■ **Task details**
Set down all of the data again, character for character.

■ **Given entries**
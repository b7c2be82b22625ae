use anyhow::Result;
use clap::{Parser, Subcommand};
use cli::commands;
use textsift_core::config::{self, AppConfig};
use tracing::debug;
use tracing_subscriber::EnvFilter;

fn main() -> Result<()> {
    let cli = Cli::parse();
    init_tracing(cli.verbose);
    let mut cfg = config::load(cli.config.as_deref())?;
    debug!(?cfg, "loaded configuration");

    match cli.command {
        Commands::Index {
            clean,
            index,
            documents,
            summary,
            json,
        } => {
            apply_overrides(&mut cfg, index, documents, summary);
            run_index(&cfg, clean, json)
        }
        Commands::Query {
            query,
            content,
            summary,
            keywords,
            field,
            limit,
            index,
            json,
        } => {
            apply_overrides(&mut cfg, index, None, None);
            let field = commands::resolve_field(content, summary, keywords, field.as_deref())?;
            let limit = limit.unwrap_or(cfg.search.limit);
            run_query(&cfg, field, &query, limit, json)
        }
    }
}

#[derive(Parser)]
#[command(name = "textsift")]
#[command(about = "Summarize, tag and search a directory of text documents", long_about = None)]
struct Cli {
    /// Path to config TOML
    #[arg(short, long, global = true)]
    config: Option<String>,

    /// Log at debug level unless RUST_LOG is set
    #[arg(short, long, global = true, default_value_t = false)]
    verbose: bool,

    #[command(subcommand)]
    command: Commands,
}

#[derive(Subcommand)]
enum Commands {
    /// Build or update the index from the documents root
    Index {
        /// Drop the index and rebuild it from every document
        #[arg(long, default_value_t = false)]
        clean: bool,
        /// Index directory (overrides [index].path)
        #[arg(short, long)]
        index: Option<String>,
        /// Documents root (overrides [documents].root)
        #[arg(short, long)]
        documents: Option<String>,
        /// Sentences per summary (overrides [summary].sentences)
        #[arg(short, long)]
        summary: Option<usize>,
        /// Output JSON summary
        #[arg(long)]
        json: bool,
    },
    /// Search one field of the index
    Query {
        /// Query in Tantivy syntax; quote keyphrases, e.g. '"cat sat"'
        query: String,
        /// Search document content
        #[arg(long, default_value_t = false)]
        content: bool,
        /// Search summaries
        #[arg(long, default_value_t = false)]
        summary: bool,
        /// Search keyphrases
        #[arg(long, default_value_t = false)]
        keywords: bool,
        /// Field by name: content|summary|keywords
        #[arg(long)]
        field: Option<String>,
        /// Number of results (overrides [search].limit)
        #[arg(short = 'n', long)]
        limit: Option<usize>,
        /// Index directory (overrides [index].path)
        #[arg(short, long)]
        index: Option<String>,
        /// Output JSON
        #[arg(long)]
        json: bool,
    },
}

fn init_tracing(verbose: bool) {
    let default_level = if verbose { "debug" } else { "info" };
    let filter =
        EnvFilter::try_from_default_env().unwrap_or_else(|_| EnvFilter::new(default_level));
    tracing_subscriber::fmt()
        .with_env_filter(filter)
        .with_writer(std::io::stderr)
        .init();
}

fn apply_overrides(
    cfg: &mut AppConfig,
    index: Option<String>,
    documents: Option<String>,
    summary: Option<usize>,
) {
    if let Some(path) = index {
        cfg.index.path = path;
    }
    if let Some(root) = documents {
        cfg.documents.root = root;
    }
    if let Some(n) = summary {
        cfg.summary.sentences = n;
    }
}

fn run_index(cfg: &AppConfig, clean: bool, json: bool) -> Result<()> {
    let summary = commands::run_index(cfg, clean)?;
    if json {
        println!("{}", serde_json::to_string_pretty(&summary)?);
    } else {
        println!("{}", commands::format_summary(&summary));
    }
    Ok(())
}

fn run_query(
    cfg: &AppConfig,
    field: storage::SearchField,
    query: &str,
    limit: usize,
    json: bool,
) -> Result<()> {
    let hits = commands::run_query(cfg, field, query, limit)?;
    if json {
        println!("{}", serde_json::to_string_pretty(&hits)?);
        return Ok(());
    }
    if hits.is_empty() {
        eprintln!("no matches in {field}");
    }
    for hit in &hits {
        println!("{}", commands::format_hit(hit));
    }
    Ok(())
}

■ **Reply to the exercise**
repository b7c2be82b22625ae
use anyhow::Result;
use clap::{Parser, Subcommand};
use cli::commands;
use textsift_core::config::{self, AppConfig};
use tracing::debug;
use tracing_subscriber::EnvFilter;

fn main() -> Result<()> {
    let cli = Cli::parse();
    init_tracing(cli.verbose);
    let mut cfg = config::load(cli.config.as_deref())?;
    debug!(?cfg, "loaded configuration");

    match cli.command {
        Commands::Index {
            clean,
            index,
            documents,
            summary,
            json,
        } => {
            apply_overrides(&mut cfg, index, documents, summary);
            run_index(&cfg, clean, json)
        }
        Commands::Query {
            query,
            content,
            summary,
            keywords,
            field,
            limit,
            index,
            json,
        } => {
            apply_overrides(&mut cfg, index, None, None);
            let field = commands::resolve_field(content, summary, keywords, field.as_deref())?;
            let limit = limit.unwrap_or(cfg.search.limit);
            run_query(&cfg, field, &query, limit, json)
        }
    }
}

#[derive(Parser)]
#[command(name = "textsift")]
#[command(about = "Summarize, tag and search a directory of text documents", long_about = None)]
struct Cli {
    /// Path to config TOML
    #[arg(short, long, global = true)]
    config: Option<String>,

    /// Log at debug level unless RUST_LOG is set
    #[arg(short, long, global = true, default_value_t = false)]
    verbose: bool,

    #[command(subcommand)]
    command: Commands,
}

#[derive(Subcommand)]
enum Commands {
    /// Build or update the index from the documents root
    Index {
        /// Drop the index and rebuild it from every document
        #[arg(long, default_value_t = false)]
        clean: bool,
        /// Index directory (overrides [index].path)
        #[arg(short, long)]
        index: Option<String>,
        /// Documents root (overrides [documents].root)
        #[arg(short, long)]
        documents: Option<String>,
        /// Sentences per summary (overrides [summary].sentences)
        #[arg(short, long)]
        summary: Option<usize>,
        /// Output JSON summary
        #[arg(long)]
        json: bool,
    },
    /// Search one field of the index
    Query {
        /// Query in Tantivy syntax; quote keyphrases, e.g. '"cat sat"'
        query: String,
        /// Search document content
        #[arg(long, default_value_t = false)]
        content: bool,
        /// Search summaries
        #[arg(long, default_value_t = false)]
        summary: bool,
        /// Search keyphrases
        #[arg(long, default_value_t = false)]
        keywords: bool,
        /// Field by name: content|summary|keywords
        #[arg(long)]
        field: Option<String>,
        /// Number of results (overrides [search].limit)
        #[arg(short = 'n', long)]
        limit: Option<usize>,
        /// Index directory (overrides [index].path)
        #[arg(short, long)]
        index: Option<String>,
        /// Output JSON
        #[arg(long)]
        json: bool,
    },
}

fn init_tracing(verbose: bool) {
    let default_level = if verbose { "debug" } else { "info" };
    let filter =
        EnvFilter::try_from_default_env().unwrap_or_else(|_| EnvFilter::new(default_level));
    tracing_subscriber::fmt()
        .with_env_filter(filter)
        .with_writer(std::io::stderr)
        .init();
}

fn apply_overrides(
    cfg: &mut AppConfig,
    index: Option<String>,
    documents: Option<String>,
    summary: Option<usize>,
) {
    if let Some(path) = index {
        cfg.index.path = path;
    }
    if let Some(root) = documents {
        cfg.documents.root = root;
    }
    if let Some(n) = summary {
        cfg.summary.sentences = n;
    }
}

fn run_index(cfg: &AppConfig, clean: bool, json: bool) -> Result<()> {
    let summary = commands::run_index(cfg, clean)?;
    if json {
        println!("{}", serde_json::to_string_pretty(&summary)?);
    } else {
        println!("{}", commands::format_summary(&summary));
    }
    Ok(())
}

fn run_query(
    cfg: &AppConfig,
    field: storage::SearchField,
    query: &str,
    limit: usize,
    json: bool,
) -> Result<()> {
    let hits = commands::run_query(cfg, field, query, limit)?;
    if json {
        println!("{}", serde_json::to_string_pretty(&hits)?);
        return Ok(());
    }
    if hits.is_empty() {
        eprintln!("no matches in {field}");
    }
    for hit in &hits {
        println!("{}", commands::format_hit(hit));
    }
    Ok(())
}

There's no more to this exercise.